→ Task item
Search the data for "models". Each line containing it is to be copied.

→ Data section
---
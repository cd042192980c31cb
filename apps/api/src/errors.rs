use axum::{
    http::StatusCode,
    response::{IntoResponse, Response},
    Json,
};
use serde_json::json;
use thiserror::Error;

/// Application-level error type.
/// Implements `IntoResponse` so Axum handlers can return `Result<T, AppError>`.
#[derive(Debug, Error)]
pub enum AppError {
    #[error("Not found: {0}")]
    NotFound(String),

    #[error("Validation error: {0}")]
    Validation(String),

    #[error("Conflict: {0}")]
    Conflict(String),

    #[error("Unauthorized")]
    Unauthorized,

    #[error("Forbidden")]
    Forbidden,

    #[error("AI matching forbidden")]
    AiForbidden,

    #[error("AI service unreachable")]
    AiUnreachable,

    #[error("AI service busy")]
    AiBusy,

    #[error("AI service error: {0}")]
    AiUpstream(String),

    #[error("Internal server error: {0}")]
    Internal(#[from] anyhow::Error),
}

impl IntoResponse for AppError {
    fn into_response(self) -> Response {
        let (status, code, message) = match &self {
            AppError::NotFound(msg) => (StatusCode::NOT_FOUND, "NOT_FOUND", msg.clone()),
            AppError::Validation(msg) => (StatusCode::BAD_REQUEST, "VALIDATION_ERROR", msg.clone()),
            AppError::Conflict(msg) => (StatusCode::CONFLICT, "CONFLICT", msg.clone()),
            AppError::Unauthorized => (
                StatusCode::UNAUTHORIZED,
                "UNAUTHORIZED",
                "Authentication required".to_string(),
            ),
            AppError::Forbidden => (
                StatusCode::FORBIDDEN,
                "FORBIDDEN",
                "Access denied".to_string(),
            ),
            AppError::AiForbidden => (
                StatusCode::FORBIDDEN,
                "AI_FORBIDDEN",
                "You are not authorized to use AI matching".to_string(),
            ),
            AppError::AiUnreachable => {
                tracing::warn!("AI matching service unreachable");
                (
                    StatusCode::BAD_GATEWAY,
                    "AI_UNREACHABLE",
                    "The AI matching service is unreachable. Please retry shortly.".to_string(),
                )
            }
            AppError::AiBusy => (
                StatusCode::SERVICE_UNAVAILABLE,
                "AI_BUSY",
                "The AI matching service is busy. Please retry shortly.".to_string(),
            ),
            AppError::AiUpstream(msg) => {
                tracing::error!("AI upstream error: {msg}");
                (
                    StatusCode::BAD_GATEWAY,
                    "AI_ERROR",
                    format!("Server error: {msg}"),
                )
            }
            AppError::Internal(e) => {
                tracing::error!("Internal error: {e:?}");
                (
                    StatusCode::INTERNAL_SERVER_ERROR,
                    "INTERNAL_ERROR",
                    "An internal server error occurred".to_string(),
                )
            }
        };

        let body = Json(json!({
            "error": {
                "code": code,
                "message": message
            }
        }));

        (status, body).into_response()
    }
}
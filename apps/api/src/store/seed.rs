//! Demo listings loaded when no real data source is configured.

use chrono::NaiveDate;

use crate::models::listing::NewListing;
use crate::store::JobBoard;

struct SeedListing {
    id: i64,
    title: &'static str,
    company: &'static str,
    location: &'static str,
    employment_type: &'static str,
    pay: &'static str,
    duration: Option<&'static str>,
    description: &'static str,
    requirements: &'static [&'static str],
    skills: &'static [&'static str],
    category: &'static str,
    experience_level: &'static str,
    is_remote: bool,
    posted: (i32, u32, u32),
}

const SEED_JOBS: &[SeedListing] = &[
    SeedListing {
        id: 1,
        title: "Senior Frontend Developer",
        company: "TechCorp",
        location: "San Francisco, CA",
        employment_type: "Full-time",
        pay: "$120,000 - $150,000",
        duration: None,
        description: "Build responsive user interfaces for our hiring platform.",
        requirements: &["5+ years of frontend experience", "Strong TypeScript"],
        skills: &["React", "TypeScript", "CSS"],
        category: "Engineering",
        experience_level: "Senior",
        is_remote: false,
        posted: (2024, 1, 15),
    },
    SeedListing {
        id: 2,
        title: "Backend Engineer",
        company: "DataFlow",
        location: "Remote",
        employment_type: "Full-time",
        pay: "$110,000 - $140,000",
        duration: None,
        description: "Design and operate the services behind our data pipeline.",
        requirements: &["3+ years building APIs", "Experience with SQL databases"],
        skills: &["Rust", "PostgreSQL", "Docker"],
        category: "Engineering",
        experience_level: "Mid",
        is_remote: true,
        posted: (2024, 1, 18),
    },
    SeedListing {
        id: 3,
        title: "Product Designer",
        company: "Pixel Labs",
        location: "New York, NY",
        employment_type: "Contract",
        pay: "$70 - $90/hour",
        duration: None,
        description: "Own end-to-end design for candidate-facing flows.",
        requirements: &["Portfolio of shipped products"],
        skills: &["Figma", "Prototyping", "User Research"],
        category: "Design",
        experience_level: "Mid",
        is_remote: false,
        posted: (2024, 1, 20),
    },
];

const SEED_INTERNSHIPS: &[SeedListing] = &[
    SeedListing {
        id: 1,
        title: "Software Engineering Intern",
        company: "TechCorp",
        location: "San Francisco, CA",
        employment_type: "Internship",
        pay: "$4,000/month",
        duration: Some("3 months"),
        description: "Ship production features alongside the web team.",
        requirements: &["Currently pursuing a CS degree"],
        skills: &["JavaScript", "React", "Git"],
        category: "Engineering",
        experience_level: "Entry",
        is_remote: false,
        posted: (2024, 2, 1),
    },
    SeedListing {
        id: 2,
        title: "Data Science Intern",
        company: "DataFlow",
        location: "Remote",
        employment_type: "Internship",
        pay: "$3,000/month",
        duration: Some("6 months"),
        description: "Prototype ranking models on anonymized hiring data.",
        requirements: &["Coursework in statistics"],
        skills: &["Python", "Pandas", "SQL"],
        category: "Data",
        experience_level: "Entry",
        is_remote: true,
        posted: (2024, 2, 5),
    },
];

/// Loads the demo jobs and internships into `board`.
pub fn seed_demo_data(board: &mut JobBoard) {
    for seed in SEED_JOBS {
        let (new, date) = to_new(seed, false);
        board.jobs.insert_with_id(seed.id, new, date);
    }
    for seed in SEED_INTERNSHIPS {
        let (new, date) = to_new(seed, true);
        board.internships.insert_with_id(seed.id, new, date);
    }
}

fn to_new(seed: &SeedListing, internship: bool) -> (NewListing, NaiveDate) {
    let (y, m, d) = seed.posted;
    let pay = Some(seed.pay.to_string());
    let new = NewListing {
        title: seed.title.to_string(),
        company: seed.company.to_string(),
        location: seed.location.to_string(),
        employment_type: seed.employment_type.to_string(),
        salary: if internship { None } else { pay.clone() },
        stipend: if internship { pay } else { None },
        duration: seed.duration.map(str::to_string),
        description: seed.description.to_string(),
        requirements: seed.requirements.iter().map(|s| s.to_string()).collect(),
        skills: seed.skills.iter().map(|s| s.to_string()).collect(),
        category: seed.category.to_string(),
        experience_level: seed.experience_level.to_string(),
        is_remote: seed.is_remote,
        posted_by: None,
    };
    (new, NaiveDate::from_ymd_opt(y, m, d).unwrap_or_default())
}
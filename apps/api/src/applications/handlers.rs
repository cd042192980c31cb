use axum::{
    extract::{Path, State},
    http::StatusCode,
    Json,
};
use serde::Deserialize;
use serde_json::Value;
use tracing::info;
use uuid::Uuid;

use crate::applications::store::NewApplication;
use crate::auth::extractor::AuthUser;
use crate::errors::AppError;
use crate::models::application::{Application, ApplicationStatus};
use crate::models::listing::ListingKind;
use crate::state::AppState;

#[derive(Debug, Deserialize)]
#[serde(rename_all = "camelCase")]
pub struct ApplyRequest {
    pub listing_id: i64,
    #[serde(default = "default_kind")]
    pub listing_kind: ListingKind,
    pub cover_letter: Option<String>,
    pub resume_url: Option<String>,
    #[serde(default)]
    pub answers: Value,
}

fn default_kind() -> ListingKind {
    ListingKind::Job
}

#[derive(Debug, Deserialize)]
pub struct StatusUpdate {
    pub status: ApplicationStatus,
}

/// POST /api/applications/apply
pub async fn handle_apply(
    State(state): State<AppState>,
    user: AuthUser,
    Json(req): Json<ApplyRequest>,
) -> Result<(StatusCode, Json<Application>), AppError> {
    // Board lock first, then applications; status updates take them in the same order.
    let mut board = state.board.write().await;
    let listings = board.collection_mut(req.listing_kind);
    if listings.get_by_id(req.listing_id).is_none() {
        return Err(AppError::NotFound(format!(
            "{} {} not found",
            req.listing_kind.as_str(),
            req.listing_id
        )));
    }

    let application = state.applications.write().await.submit(NewApplication {
        user_id: user.id,
        listing_id: req.listing_id,
        listing_kind: req.listing_kind,
        cover_letter: req.cover_letter,
        resume_url: req.resume_url,
        answers: req.answers,
    })?;
    listings.record_application(req.listing_id);

    info!(
        user_id = %user.id,
        email = %user.email,
        listing_id = req.listing_id,
        kind = req.listing_kind.as_str(),
        "application submitted"
    );
    Ok((StatusCode::CREATED, Json(application)))
}

/// GET /api/applications/user/:id
pub async fn handle_user_applications(
    State(state): State<AppState>,
    user: AuthUser,
    Path(user_id): Path<Uuid>,
) -> Result<Json<Vec<Application>>, AppError> {
    if user.id != user_id {
        return Err(AppError::Forbidden);
    }
    Ok(Json(state.applications.read().await.for_user(user_id)))
}

/// PATCH /api/applications/:id/status
///
/// Only the company that posted the listing may change the status.
pub async fn handle_update_status(
    State(state): State<AppState>,
    user: AuthUser,
    Path(id): Path<Uuid>,
    Json(req): Json<StatusUpdate>,
) -> Result<Json<Application>, AppError> {
    user.require_company()?;

    let board = state.board.read().await;
    let mut applications = state.applications.write().await;
    let application = applications
        .get(id)
        .ok_or_else(|| AppError::NotFound(format!("Application {id} not found")))?;

    let owner = board
        .collection(application.listing_kind)
        .get_raw(application.listing_id)
        .and_then(|l| l.posted_by);
    if owner.is_some_and(|owner| owner != user.id) {
        return Err(AppError::Forbidden);
    }

    let updated = applications
        .set_status(id, req.status)
        .ok_or_else(|| AppError::NotFound(format!("Application {id} not found")))?;
    Ok(Json(updated))
}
---
→ The completed task
use crate::models::listing::NewListing;
        description: "Prototype ranking models on anonymized hiring data.",
use crate::models::application::{Application, ApplicationStatus};
use crate::models::listing::ListingKind;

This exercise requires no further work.